10 Gemäß § 46 Abs. 1 VwGG ist einer Partei auf Antrag die Wiedereinsetzung in den vorigen Stand zu bewilligen, wenn sie durch ein unvorhergesehenes oder unabwendbares Ereignis ‑ so dadurch, dass sie von einer Zustellung ohne ihr Verschulden keine Kenntnis erlangt hat ‑ eine Frist versäumt und dadurch einen Rechtsnachteil erleidet.

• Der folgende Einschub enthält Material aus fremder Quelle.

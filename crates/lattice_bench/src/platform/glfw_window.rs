//! Window management using GLFW
//!
//! Opens an OpenGL-capable window with vsync disabled so presentation never
//! caps the frame rate. Closing the window ends the run; Escape has to be
//! pressed twice in a row.

use std::collections::VecDeque;

use glfw::{Action, Context, Key, WindowEvent};

use crate::platform::{Platform, PlatformError, PlatformEvent};

const QUIT_PROMPT: &str = "Press Escape again to quit";

/// Tracks whether the next Escape press confirms quitting
#[derive(Debug, Default)]
struct QuitConfirmation {
    armed: bool,
}

impl QuitConfirmation {
    fn translate(&mut self, event: &WindowEvent) -> PlatformEvent {
        match event {
            WindowEvent::Close => PlatformEvent::Quit,
            WindowEvent::Key(Key::Escape, _, Action::Press, _) if self.armed => PlatformEvent::Quit,
            WindowEvent::Key(Key::Escape, _, Action::Press, _) => {
                self.armed = true;
                PlatformEvent::Input
            }
            WindowEvent::Key(_, _, Action::Press, _) => {
                self.armed = false;
                PlatformEvent::Input
            }
            WindowEvent::FramebufferSize(width, height) => PlatformEvent::Resized {
                width: u32::try_from(*width).unwrap_or(0),
                height: u32::try_from(*height).unwrap_or(0),
            },
            _ => PlatformEvent::Input,
        }
    }

    const fn is_armed(&self) -> bool {
        self.armed
    }
}

/// Events that close the error report
fn dismisses_error(event: &WindowEvent) -> bool {
    matches!(
        event,
        WindowEvent::Close | WindowEvent::Key(Key::Escape | Key::Enter, _, Action::Press, _)
    )
}

/// GLFW window wrapper; dropping it destroys the window and terminates GLFW
pub struct GlfwPlatform {
    glfw: glfw::Glfw,
    window: glfw::PWindow,
    events: glfw::GlfwReceiver<(f64, WindowEvent)>,
    pending: VecDeque<PlatformEvent>,
    confirmation: QuitConfirmation,
    quit_sent: bool,
}

impl GlfwPlatform {
    /// Create a fixed-size window with a current OpenGL context
    pub fn new(title: &str, width: u32, height: u32) -> Result<Self, PlatformError> {
        let mut glfw = glfw::init(glfw::fail_on_errors)
            .map_err(|e| PlatformError::InitializationFailed(format!("{:?}", e)))?;

        glfw.window_hint(glfw::WindowHint::ContextVersion(3, 3));
        glfw.window_hint(glfw::WindowHint::OpenGlProfile(glfw::OpenGlProfileHint::Core));
        glfw.window_hint(glfw::WindowHint::Resizable(false));

        let (mut window, events) = glfw
            .create_window(width, height, title, glfw::WindowMode::Windowed)
            .ok_or_else(|| PlatformError::CreationFailed(format!("{}x{} \"{}\"", width, height, title)))?;

        window.make_current();
        glfw.set_swap_interval(glfw::SwapInterval::None);

        window.set_key_polling(true);
        window.set_close_polling(true);
        window.set_framebuffer_size_polling(true);

        log::info!("Created {}x{} window \"{}\"", width, height, title);

        Ok(Self {
            glfw,
            window,
            events,
            pending: VecDeque::new(),
            confirmation: QuitConfirmation::default(),
            quit_sent: false,
        })
    }
}

impl Platform for GlfwPlatform {
    fn poll_event(&mut self) -> Option<PlatformEvent> {
        if self.pending.is_empty() {
            self.glfw.poll_events();
            for (_, event) in glfw::flush_messages(&self.events) {
                let was_armed = self.confirmation.is_armed();
                let translated = self.confirmation.translate(&event);
                if !was_armed && self.confirmation.is_armed() {
                    log::info!("{}", QUIT_PROMPT);
                    self.window.set_title(QUIT_PROMPT);
                }
                self.pending.push_back(translated);
            }

            if self.window.should_close() && !self.quit_sent {
                self.pending.push_back(PlatformEvent::Quit);
            }
        }

        let event = self.pending.pop_front();
        if event == Some(PlatformEvent::Quit) {
            self.quit_sent = true;
            self.window.set_should_close(true);
        }
        event
    }

    fn set_title(&mut self, title: &str) {
        log::debug!("{}", title);
        self.window.set_title(title);
    }

    fn width(&self) -> u32 {
        u32::try_from(self.window.get_framebuffer_size().0).unwrap_or(0)
    }

    fn height(&self) -> u32 {
        u32::try_from(self.window.get_framebuffer_size().1).unwrap_or(0)
    }

    fn swap_buffers(&mut self) {
        self.window.swap_buffers();
    }

    /// Shows the message in the title and blocks until the user closes the
    /// window or presses Escape or Enter
    fn show_error(&mut self, title: &str, message: &str) {
        log::error!("{}: {}", title, message);
        self.window.set_title(&format!("{}: {}", title, message));
        self.window.set_should_close(false);

        while !self.window.should_close() {
            self.glfw.wait_events();
            for (_, event) in glfw::flush_messages(&self.events) {
                if dismisses_error(&event) {
                    self.window.set_should_close(true);
                }
            }
        }
    }
}

#[cfg(test)]
mod tests {
    use super::*;
    use glfw::Modifiers;

    fn press(key: Key) -> WindowEvent {
        WindowEvent::Key(key, 0, Action::Press, Modifiers::empty())
    }

    #[test]
    fn test_escape_needs_confirmation() {
        let mut confirmation = QuitConfirmation::default();

        assert_eq!(confirmation.translate(&press(Key::Escape)), PlatformEvent::Input);
        assert!(confirmation.is_armed());
        assert_eq!(confirmation.translate(&press(Key::Escape)), PlatformEvent::Quit);
    }

    #[test]
    fn test_other_key_cancels_pending_quit() {
        let mut confirmation = QuitConfirmation::default();

        confirmation.translate(&press(Key::Escape));
        confirmation.translate(&press(Key::Space));
        assert!(!confirmation.is_armed());
        assert_eq!(confirmation.translate(&press(Key::Escape)), PlatformEvent::Input);
    }

    #[test]
    fn test_close_quits_immediately() {
        let mut confirmation = QuitConfirmation::default();
        assert_eq!(confirmation.translate(&WindowEvent::Close), PlatformEvent::Quit);
    }

    #[test]
    fn test_framebuffer_size_becomes_resize() {
        let mut confirmation = QuitConfirmation::default();
        assert_eq!(
            confirmation.translate(&WindowEvent::FramebufferSize(1024, 768)),
            PlatformEvent::Resized {
                width: 1024,
                height: 768
            }
        );
    }

    #[test]
    fn test_error_report_dismissal_keys() {
        assert!(dismisses_error(&WindowEvent::Close));
        assert!(dismisses_error(&press(Key::Escape)));
        assert!(dismisses_error(&press(Key::Enter)));
        assert!(!dismisses_error(&press(Key::A)));
        assert!(!dismisses_error(&WindowEvent::Key(Key::Enter, 0, Action::Release, Modifiers::empty())));
    }
}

Dass der Partei ein Verschulden an der Versäumung zur Last liegt, hindert die Bewilligung der Wiedereinsetzung nicht, wenn es sich nur um einen minderen Grad des Versehens handelt.

11 Nach der ständigen Rechtsprechung des Verwaltungsgerichtshofes hat eine Partei, die einen Antrag auf Wiedereinsetzung in den vorigen Stand wegen Versäumung einer Frist stellt, den behaupteten Wiedereinsetzungsgrund im Wiedereinsetzungsantrag glaubhaft zu machen. Das Vorliegen von Wiedereinsetzungsgründen ist nur im Rahmen der Behauptungen des Wiedereinsetzungswerbers zu untersuchen (vgl. etwa VwGH 18.3.2022, Ra 2020/18/0232, mwN).

12 Der Antragsteller behauptet im vorliegenden Wiedereinsetzungsantrag aber bloß einen Kommunikationsmangel zwischen ihm und seinem Rechtsvertreter, der ihn sowohl im verwaltungsgerichtlichen Verfahren als auch im Verfahren vor dem Verfassungsgerichtshof vertreten hatte. Ein Mangel in der Kommunikation zwischen der Partei und ihrem Vertreter stellt jedoch grundsätzlich kein unvorhergesehenes oder unabwendbares Ereignis im Sinn des § 46 Abs. 1 VwGG dar (vgl. VwGH 24.7.2016, Ra 2016/05/0015, 0016; 23.10.2019, Ra 2019/19/0119, jeweils mwN).

13 Der Antrag auf Wiedereinsetzung in den vorigen Stand war somit schon deshalb gemäß § 46 Abs. 1 VwGG abzuweisen.

14 Sohin war es auch entbehrlich, einen Auftrag zur Behebung des dem Wiedereinsetzungsantrag anhaftenden Mangels ‑ dieser wurde entgegen der Bestimmung des § 24 Abs. 2 VwGG nicht durch einen bevollmächtigten Rechtsanwalt abgefasst und eingebracht ‑ zu erteilen. Ein solcher Auftrag erübrigt sich nämlich nach der Rechtsprechung des Verwaltungsgerichtshofes, wenn ‑ was hier der Fall ist ‑ der Antrag zweifelsfrei erkennen lässt, dass keinerlei Anhaltspunkte für die Stattgabe des Wiedereinsetzungsantrags gegeben sind und somit auch nach Behebung des Mangels die Bewilligung der Wiedereinsetzung ausgeschlossen wäre (vgl. VwGH 20.1.2021, Ra 2020/19/0394, mwN).

15 Über den gemeinsam mit dem Wiedereinsetzungsantrag eingebrachten Antrag auf Bewilligung der Verfahrenshilfe wird vom zuständigen Berichter (§ 14 VwGG) gesondert entschieden.